YOUR TASK → What lines of the data below include the word "PumpConfig"? Report them by copying each.

TASK DATA →
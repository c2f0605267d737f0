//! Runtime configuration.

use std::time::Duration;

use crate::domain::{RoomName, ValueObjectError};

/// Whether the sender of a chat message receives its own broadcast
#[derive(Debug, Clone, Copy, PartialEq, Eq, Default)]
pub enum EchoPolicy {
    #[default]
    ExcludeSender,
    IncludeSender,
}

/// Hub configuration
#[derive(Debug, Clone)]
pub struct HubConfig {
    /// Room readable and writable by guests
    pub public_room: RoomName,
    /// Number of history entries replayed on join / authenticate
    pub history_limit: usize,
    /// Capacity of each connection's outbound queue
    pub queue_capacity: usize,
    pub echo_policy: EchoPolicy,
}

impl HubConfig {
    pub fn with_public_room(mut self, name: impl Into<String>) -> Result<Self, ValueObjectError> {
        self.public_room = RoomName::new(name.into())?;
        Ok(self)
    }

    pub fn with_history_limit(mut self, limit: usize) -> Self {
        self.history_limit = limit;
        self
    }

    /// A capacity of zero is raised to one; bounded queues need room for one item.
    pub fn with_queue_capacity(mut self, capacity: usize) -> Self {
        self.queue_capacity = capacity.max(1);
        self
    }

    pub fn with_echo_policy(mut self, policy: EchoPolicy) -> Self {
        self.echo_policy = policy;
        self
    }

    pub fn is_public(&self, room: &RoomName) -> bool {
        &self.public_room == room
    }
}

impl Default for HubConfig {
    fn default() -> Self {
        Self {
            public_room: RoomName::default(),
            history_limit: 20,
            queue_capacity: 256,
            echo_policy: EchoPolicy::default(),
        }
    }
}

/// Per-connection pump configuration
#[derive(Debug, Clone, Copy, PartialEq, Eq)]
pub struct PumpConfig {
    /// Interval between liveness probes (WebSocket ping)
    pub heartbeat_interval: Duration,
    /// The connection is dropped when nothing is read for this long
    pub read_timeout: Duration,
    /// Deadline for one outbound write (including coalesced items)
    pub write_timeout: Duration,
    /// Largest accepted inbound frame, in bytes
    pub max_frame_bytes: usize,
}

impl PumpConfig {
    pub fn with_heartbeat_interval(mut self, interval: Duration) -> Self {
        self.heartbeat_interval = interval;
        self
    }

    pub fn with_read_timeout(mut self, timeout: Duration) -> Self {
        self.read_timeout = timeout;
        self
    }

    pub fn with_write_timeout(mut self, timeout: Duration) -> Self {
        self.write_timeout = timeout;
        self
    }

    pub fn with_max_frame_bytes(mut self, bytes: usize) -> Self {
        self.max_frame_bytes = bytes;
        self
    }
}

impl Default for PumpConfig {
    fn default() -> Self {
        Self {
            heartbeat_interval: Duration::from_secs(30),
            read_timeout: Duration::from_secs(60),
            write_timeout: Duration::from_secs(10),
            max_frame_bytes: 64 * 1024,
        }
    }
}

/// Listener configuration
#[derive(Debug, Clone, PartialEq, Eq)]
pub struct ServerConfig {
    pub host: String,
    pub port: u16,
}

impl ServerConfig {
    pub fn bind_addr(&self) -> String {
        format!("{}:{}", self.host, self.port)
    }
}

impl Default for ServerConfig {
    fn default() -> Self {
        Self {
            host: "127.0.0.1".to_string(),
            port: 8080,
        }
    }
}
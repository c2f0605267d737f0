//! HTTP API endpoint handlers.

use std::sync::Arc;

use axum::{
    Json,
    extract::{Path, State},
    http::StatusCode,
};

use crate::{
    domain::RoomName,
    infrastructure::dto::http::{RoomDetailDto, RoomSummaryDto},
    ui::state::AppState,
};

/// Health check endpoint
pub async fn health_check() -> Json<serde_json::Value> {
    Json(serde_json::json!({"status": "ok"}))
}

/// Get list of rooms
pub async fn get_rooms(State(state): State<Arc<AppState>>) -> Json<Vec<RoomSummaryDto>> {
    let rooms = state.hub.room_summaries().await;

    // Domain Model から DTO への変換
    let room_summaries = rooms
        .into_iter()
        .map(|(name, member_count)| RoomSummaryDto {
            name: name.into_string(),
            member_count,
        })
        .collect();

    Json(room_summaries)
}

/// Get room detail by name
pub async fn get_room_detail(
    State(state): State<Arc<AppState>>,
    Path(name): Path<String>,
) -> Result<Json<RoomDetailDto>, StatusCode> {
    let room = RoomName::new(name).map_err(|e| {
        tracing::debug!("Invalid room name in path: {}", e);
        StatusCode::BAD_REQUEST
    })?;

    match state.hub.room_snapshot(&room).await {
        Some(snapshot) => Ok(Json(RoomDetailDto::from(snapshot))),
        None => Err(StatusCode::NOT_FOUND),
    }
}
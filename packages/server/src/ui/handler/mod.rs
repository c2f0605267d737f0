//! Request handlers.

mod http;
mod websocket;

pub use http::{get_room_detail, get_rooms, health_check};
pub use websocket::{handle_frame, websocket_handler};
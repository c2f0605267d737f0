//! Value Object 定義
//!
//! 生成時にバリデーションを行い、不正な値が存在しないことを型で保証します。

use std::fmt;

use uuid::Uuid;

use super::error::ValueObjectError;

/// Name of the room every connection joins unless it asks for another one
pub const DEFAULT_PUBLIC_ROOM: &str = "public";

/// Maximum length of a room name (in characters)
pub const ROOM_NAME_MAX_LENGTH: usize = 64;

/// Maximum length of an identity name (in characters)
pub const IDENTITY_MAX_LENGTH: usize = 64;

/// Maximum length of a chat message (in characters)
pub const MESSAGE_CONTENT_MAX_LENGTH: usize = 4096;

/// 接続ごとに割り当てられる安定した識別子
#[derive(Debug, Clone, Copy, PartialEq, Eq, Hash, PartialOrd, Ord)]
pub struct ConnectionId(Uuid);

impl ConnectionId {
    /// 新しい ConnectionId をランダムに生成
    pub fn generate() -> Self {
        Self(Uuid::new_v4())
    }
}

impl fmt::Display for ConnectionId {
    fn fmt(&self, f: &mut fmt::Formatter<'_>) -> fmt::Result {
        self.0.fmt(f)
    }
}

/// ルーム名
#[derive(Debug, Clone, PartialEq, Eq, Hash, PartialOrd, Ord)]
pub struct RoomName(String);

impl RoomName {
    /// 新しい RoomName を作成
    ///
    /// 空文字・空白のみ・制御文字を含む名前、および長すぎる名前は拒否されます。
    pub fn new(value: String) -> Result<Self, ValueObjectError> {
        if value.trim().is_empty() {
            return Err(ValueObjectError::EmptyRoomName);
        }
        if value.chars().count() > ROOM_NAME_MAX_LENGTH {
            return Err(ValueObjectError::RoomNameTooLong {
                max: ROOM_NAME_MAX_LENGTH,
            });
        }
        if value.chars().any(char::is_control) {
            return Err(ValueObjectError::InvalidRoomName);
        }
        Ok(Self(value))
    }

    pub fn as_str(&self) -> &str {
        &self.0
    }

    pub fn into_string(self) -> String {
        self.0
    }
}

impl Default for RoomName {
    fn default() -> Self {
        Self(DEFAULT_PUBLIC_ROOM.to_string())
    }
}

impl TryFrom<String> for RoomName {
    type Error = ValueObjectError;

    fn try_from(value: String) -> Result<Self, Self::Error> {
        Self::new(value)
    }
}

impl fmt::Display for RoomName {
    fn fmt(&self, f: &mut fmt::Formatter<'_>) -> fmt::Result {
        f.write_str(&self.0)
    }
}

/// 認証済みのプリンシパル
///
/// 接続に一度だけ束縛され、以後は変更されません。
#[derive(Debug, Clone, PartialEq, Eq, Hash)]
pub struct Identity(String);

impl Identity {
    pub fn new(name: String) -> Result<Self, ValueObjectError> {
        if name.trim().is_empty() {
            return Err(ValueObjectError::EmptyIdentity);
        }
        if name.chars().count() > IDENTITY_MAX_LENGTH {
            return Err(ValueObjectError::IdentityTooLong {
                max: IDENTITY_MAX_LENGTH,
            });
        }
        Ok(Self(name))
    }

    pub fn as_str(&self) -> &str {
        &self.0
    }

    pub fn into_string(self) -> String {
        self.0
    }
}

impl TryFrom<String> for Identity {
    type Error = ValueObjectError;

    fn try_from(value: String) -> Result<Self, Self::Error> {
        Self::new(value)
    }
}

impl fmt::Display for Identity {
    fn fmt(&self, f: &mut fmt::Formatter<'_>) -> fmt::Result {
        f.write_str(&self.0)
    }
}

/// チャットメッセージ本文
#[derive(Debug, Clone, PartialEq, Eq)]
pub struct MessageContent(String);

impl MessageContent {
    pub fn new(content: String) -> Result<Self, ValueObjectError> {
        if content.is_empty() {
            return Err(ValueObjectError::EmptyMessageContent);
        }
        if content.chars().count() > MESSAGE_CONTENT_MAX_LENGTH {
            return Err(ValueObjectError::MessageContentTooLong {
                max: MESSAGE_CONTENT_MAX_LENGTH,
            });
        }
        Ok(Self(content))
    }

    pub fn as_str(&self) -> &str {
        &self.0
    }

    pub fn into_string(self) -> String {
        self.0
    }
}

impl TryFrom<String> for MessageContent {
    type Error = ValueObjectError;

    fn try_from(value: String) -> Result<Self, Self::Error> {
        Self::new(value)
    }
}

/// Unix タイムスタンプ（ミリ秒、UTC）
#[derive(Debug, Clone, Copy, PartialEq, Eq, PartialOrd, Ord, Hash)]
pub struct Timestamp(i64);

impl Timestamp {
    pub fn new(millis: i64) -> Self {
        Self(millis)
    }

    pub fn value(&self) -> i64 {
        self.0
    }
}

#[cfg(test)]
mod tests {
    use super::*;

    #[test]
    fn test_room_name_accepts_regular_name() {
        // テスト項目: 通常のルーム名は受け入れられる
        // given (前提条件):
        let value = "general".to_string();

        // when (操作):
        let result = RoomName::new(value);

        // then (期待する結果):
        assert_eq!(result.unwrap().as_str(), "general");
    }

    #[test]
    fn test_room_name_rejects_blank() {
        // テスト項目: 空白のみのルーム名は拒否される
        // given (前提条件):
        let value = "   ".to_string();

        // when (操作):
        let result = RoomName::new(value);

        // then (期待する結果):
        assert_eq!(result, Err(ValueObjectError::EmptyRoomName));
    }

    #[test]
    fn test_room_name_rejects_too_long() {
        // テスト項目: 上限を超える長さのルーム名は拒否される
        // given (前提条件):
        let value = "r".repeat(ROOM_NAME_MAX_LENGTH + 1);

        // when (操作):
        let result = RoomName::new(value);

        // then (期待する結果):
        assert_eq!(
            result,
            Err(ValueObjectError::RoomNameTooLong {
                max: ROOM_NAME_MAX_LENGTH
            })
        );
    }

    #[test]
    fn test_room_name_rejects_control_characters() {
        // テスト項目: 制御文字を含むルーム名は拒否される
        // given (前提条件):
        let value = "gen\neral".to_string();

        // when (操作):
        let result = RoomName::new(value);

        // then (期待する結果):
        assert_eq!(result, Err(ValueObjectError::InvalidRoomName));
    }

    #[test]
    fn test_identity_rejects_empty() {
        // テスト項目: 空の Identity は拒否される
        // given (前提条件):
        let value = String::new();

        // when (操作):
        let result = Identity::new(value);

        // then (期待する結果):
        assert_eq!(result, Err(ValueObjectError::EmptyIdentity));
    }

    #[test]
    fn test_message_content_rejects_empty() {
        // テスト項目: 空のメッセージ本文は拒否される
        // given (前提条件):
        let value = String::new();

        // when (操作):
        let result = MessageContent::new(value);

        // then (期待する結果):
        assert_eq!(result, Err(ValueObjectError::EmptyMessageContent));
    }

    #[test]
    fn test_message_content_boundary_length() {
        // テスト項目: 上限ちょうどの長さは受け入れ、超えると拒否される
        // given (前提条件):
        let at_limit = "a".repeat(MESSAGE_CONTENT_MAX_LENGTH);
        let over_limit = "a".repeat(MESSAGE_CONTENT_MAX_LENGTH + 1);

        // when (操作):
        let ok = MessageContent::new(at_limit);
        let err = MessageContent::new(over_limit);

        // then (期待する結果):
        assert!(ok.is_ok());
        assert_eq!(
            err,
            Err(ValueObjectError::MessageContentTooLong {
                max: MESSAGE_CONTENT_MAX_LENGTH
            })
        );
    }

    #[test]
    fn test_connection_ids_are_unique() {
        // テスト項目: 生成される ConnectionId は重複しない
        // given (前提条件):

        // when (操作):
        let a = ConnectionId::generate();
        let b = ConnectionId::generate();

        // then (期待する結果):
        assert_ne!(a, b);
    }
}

* * *

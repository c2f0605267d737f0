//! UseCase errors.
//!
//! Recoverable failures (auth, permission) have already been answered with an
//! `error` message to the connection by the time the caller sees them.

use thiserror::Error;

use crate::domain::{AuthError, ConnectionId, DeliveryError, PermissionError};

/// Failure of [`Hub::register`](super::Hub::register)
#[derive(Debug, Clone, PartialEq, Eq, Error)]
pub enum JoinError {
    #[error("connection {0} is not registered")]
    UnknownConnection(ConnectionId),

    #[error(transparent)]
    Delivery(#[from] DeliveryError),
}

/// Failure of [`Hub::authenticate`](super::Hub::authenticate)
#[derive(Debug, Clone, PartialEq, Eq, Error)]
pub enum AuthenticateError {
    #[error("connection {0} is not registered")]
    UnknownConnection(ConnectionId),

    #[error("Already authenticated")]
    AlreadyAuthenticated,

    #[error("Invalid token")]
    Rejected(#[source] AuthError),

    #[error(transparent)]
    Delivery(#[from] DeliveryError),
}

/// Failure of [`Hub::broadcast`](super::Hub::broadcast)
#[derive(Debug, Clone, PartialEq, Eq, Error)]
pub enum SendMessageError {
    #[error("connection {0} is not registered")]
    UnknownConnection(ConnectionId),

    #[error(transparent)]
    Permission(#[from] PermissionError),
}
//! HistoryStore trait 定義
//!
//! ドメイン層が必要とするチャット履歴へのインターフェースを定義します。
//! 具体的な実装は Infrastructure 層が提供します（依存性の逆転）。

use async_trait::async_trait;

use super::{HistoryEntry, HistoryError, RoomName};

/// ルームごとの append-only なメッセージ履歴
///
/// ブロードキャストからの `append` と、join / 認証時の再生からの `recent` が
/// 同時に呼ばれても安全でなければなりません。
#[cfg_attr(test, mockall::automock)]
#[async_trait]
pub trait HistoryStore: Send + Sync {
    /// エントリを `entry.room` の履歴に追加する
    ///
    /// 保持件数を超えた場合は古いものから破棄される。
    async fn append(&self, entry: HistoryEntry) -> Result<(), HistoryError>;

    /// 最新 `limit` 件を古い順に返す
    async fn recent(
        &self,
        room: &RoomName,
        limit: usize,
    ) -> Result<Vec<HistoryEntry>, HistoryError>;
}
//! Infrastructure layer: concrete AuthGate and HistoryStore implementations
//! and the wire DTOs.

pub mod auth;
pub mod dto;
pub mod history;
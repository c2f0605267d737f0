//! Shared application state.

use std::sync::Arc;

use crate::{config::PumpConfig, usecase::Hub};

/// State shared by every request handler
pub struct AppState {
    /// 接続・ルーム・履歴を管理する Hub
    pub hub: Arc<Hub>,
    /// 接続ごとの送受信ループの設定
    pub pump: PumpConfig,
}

OUTPUT FOR THIS EXERCISE →
pub struct PumpConfig {
impl PumpConfig {
impl Default for PumpConfig {
use crate::{config::PumpConfig, usecase::Hub};
    pub pump: PumpConfig,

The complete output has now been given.